You can do this with an outer join.
list_of_dates = data_with_missing_dates %>%
select(month_year) %>%
distinct()
data_with_filled_dates = data_with_missing_dates %>%
right_join(list_of_dates, by = "month_year")
These are all standard dplyr
commands, hence dbplyr
can translate them into bigquery.
The above assumes that your existing data includes all the dates you want in the final output (but spread over different ID values), hence list_of_dates
can be constructed from your initial dataset.
If there are dates that do not appear for any ID in your initial data that you want to appear in your final data, then you will need to construct list_of_dates
some other way. In this case even complete()

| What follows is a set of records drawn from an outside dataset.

use regex::Regex;
use serde::Serialize;
use std::sync::LazyLock;

static CONVENTIONAL_COMMIT: LazyLock<Regex> = LazyLock::new(|| {
    Regex::new(
        r"^\s*(?P<type>\w+)(?:\((?P<scope>[^)]+)\))?(?P<annotation>!?):\s*(?P<message>[\s\S]+?)\s*$",
    )
    .expect("conventional commit pattern is valid")
});

static BREAKING_CHANGE_FOOTER: LazyLock<Regex> =
    LazyLock::new(|| Regex::new(r"(?m)^BREAKING CHANGE:").expect("footer pattern is valid"));

/// Parsed representation of a conventional commit message
#[derive(Debug, Clone, PartialEq, Eq, Serialize)]
pub struct ConventionalCommit {
    /// Lower-cased type token, `None` when the message is not conventional
    pub commit_type: Option<String>,
    pub scope: Option<String>,
    pub breaking_change: bool,
    /// Text after the delimiter, or the whole message when not conventional
    pub message: String,
}

impl ConventionalCommit {
    /// Parse a commit message according to the conventional commits grammar
    /// Supports formats:
    /// - type(scope)!: description
    /// - type(scope): description
    /// - type!: description
    /// - type: description
    /// - non-conventional text
    ///
    /// A `BREAKING CHANGE:` line anywhere in a conventional message marks the
    /// commit as breaking even without the `!` marker.
    pub fn parse(raw: &str) -> Self {
        match CONVENTIONAL_COMMIT.captures(raw) {
            Some(captures) => {
                let commit_type = captures
                    .name("type")
                    .map(|m| m.as_str().to_lowercase());
                let scope = captures.name("scope").map(|m| m.as_str().to_string());
                let annotated = captures.name("annotation").map(|m| m.as_str()) == Some("!");
                let message = captures
                    .name("message")
                    .map(|m| m.as_str().to_string())
                    .unwrap_or_default();

                ConventionalCommit {
                    commit_type,
                    scope,
                    breaking_change: annotated || BREAKING_CHANGE_FOOTER.is_match(raw),
                    message,
                }
            }
            None => ConventionalCommit {
                commit_type: None,
                scope: None,
                breaking_change: false,
                message: raw.trim().to_string(),
            },
        }
    }

    /// First line of the message, used for changelog bullets
    pub fn summary(&self) -> &str {
        self.message.lines().next().unwrap_or_default()
    }
}

#[cfg(test)]
mod tests {
    use super::*;

    #[test]
    fn test_parse_without_scope() {
        let commit = ConventionalCommit::parse("feat: my message");
        assert_eq!(commit.commit_type.as_deref(), Some("feat"));
        assert_eq!(commit.scope, None);
        assert!(!commit.breaking_change);
        assert_eq!(commit.message, "my message");
    }

    #[test]
    fn test_parse_with_scope() {
        let commit = ConventionalCommit::parse("feat(subject): my message");
        assert_eq!(commit.commit_type.as_deref(), Some("feat"));
        assert_eq!(commit.scope.as_deref(), Some("subject"));
        assert!(!commit.breaking_change);
        assert_eq!(commit.message, "my message");
    }

    #[test]
    fn test_parse_breaking_without_scope() {
        let commit = ConventionalCommit::parse("feat!: breaking change");
        assert_eq!(commit.commit_type.as_deref(), Some("feat"));
        assert_eq!(commit.scope, None);
        assert!(commit.breaking_change);
        assert_eq!(commit.message, "breaking change");
    }

    #[test]
    fn test_parse_breaking_with_scope() {
        let commit = ConventionalCommit::parse("feat(subject)!: breaking subject");
        assert_eq!(
            commit,
            ConventionalCommit {
                commit_type: Some("feat".to_string()),
                scope: Some("subject".to_string()),
                breaking_change: true,
                message: "breaking subject".to_string(),
            }
        );
    }

    #[test]
    fn test_parse_non_conventional() {
        let commit = ConventionalCommit::parse("  Random commit message \n");
        assert_eq!(commit.commit_type, None);
        assert_eq!(commit.scope, None);
        assert!(!commit.breaking_change);
        assert_eq!(commit.message, "Random commit message");
    }

    #[test]
    fn test_parse_breaking_change_footer() {
        let commit = ConventionalCommit::parse("fix: a fix\n\nBREAKING CHANGE: behavior changed");
        assert_eq!(commit.commit_type.as_deref(), Some("fix"));
        assert!(commit.breaking_change);
        assert_eq!(commit.summary(), "a fix");
    }

    #[test]
    fn test_breaking_footer_must_start_a_line() {
        let commit = ConventionalCommit::parse("fix: mention of BREAKING CHANGE: inline");
        assert!(!commit.breaking_change);

        let lower = ConventionalCommit::parse("fix: a fix\n\nbreaking change: lowercase");
        assert!(!lower.breaking_change);
    }

    #[test]
    fn test_breaking_footer_ignored_on_non_conventional_message() {
        let commit = ConventionalCommit::parse("Rework things\n\nBREAKING CHANGE: all of it");
        assert_eq!(commit.commit_type, None);
        assert!(!commit.breaking_change);
        assert_eq!(commit.summary(), "Rework things");
    }

    #[test]
    fn test_type_is_lowercased_and_whitespace_trimmed() {
        let commit = ConventionalCommit::parse("  FIX(Api):   handle nulls  ");
        assert_eq!(commit.commit_type.as_deref(), Some("fix"));
        assert_eq!(commit.scope.as_deref(), Some("Api"));
        assert_eq!(commit.message, "handle nulls");
    }
}
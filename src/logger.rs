use std::sync::OnceLock;
use tracing_subscriber::{fmt, layer::SubscriberExt, util::SubscriberInitExt, EnvFilter, Registry};

/// Filter used when `RUST_LOG` is unset
const DEFAULT_FILTER: &str = "git_versioning=info,warn";
const VERBOSE_FILTER: &str = "git_versioning=debug,info";

/// Install the global tracing subscriber, writing to stderr.
///
/// `RUST_LOG` takes precedence over `verbose`. Calling this more than once is
/// harmless; only the first call installs anything.
pub fn init(verbose: bool) -> Result<(), String> {
    static INIT_RESULT: OnceLock<Result<(), String>> = OnceLock::new();

    INIT_RESULT
        .get_or_init(|| {
            let env_filter = EnvFilter::try_from_default_env().unwrap_or_else(|_| {
                if verbose {
                    VERBOSE_FILTER.into()
                } else {
                    DEFAULT_FILTER.into()
                }
            });

            let fmt_layer = fmt::Layer::new()
                .with_target(verbose)
                .with_level(true)
                .with_writer(std::io::stderr);

            Registry::default()
                .with(env_filter)
                .with(fmt_layer)
                .try_init()
                .map_err(|e| format!("Failed to initialize logging: {}", e))
        })
        .clone()
}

would not be sufficient by itself.
Edit so each ID has its own start and end
list_of_dates = data_with_missing_dates %>%
select(month_year) %>%
distinct() %>%
mutate(placeholder = 1)
date_limits = data_with_missing_dates %>%
group_by(ID) %>%
summarise(min_date = min(month_year),
max_date = max(month_year)) %>%
mutate(placeholder = 1)
data_with_filled_dates = date_limits %>%
outer_join(list_of_dates, by = "placeholder") %>%
filter(min_date <= month_year,
max_date >= month_year) %>%
select(ID, month_year) %>%
left_join(data_with_missing_dates, by = c("ID", "month_year"))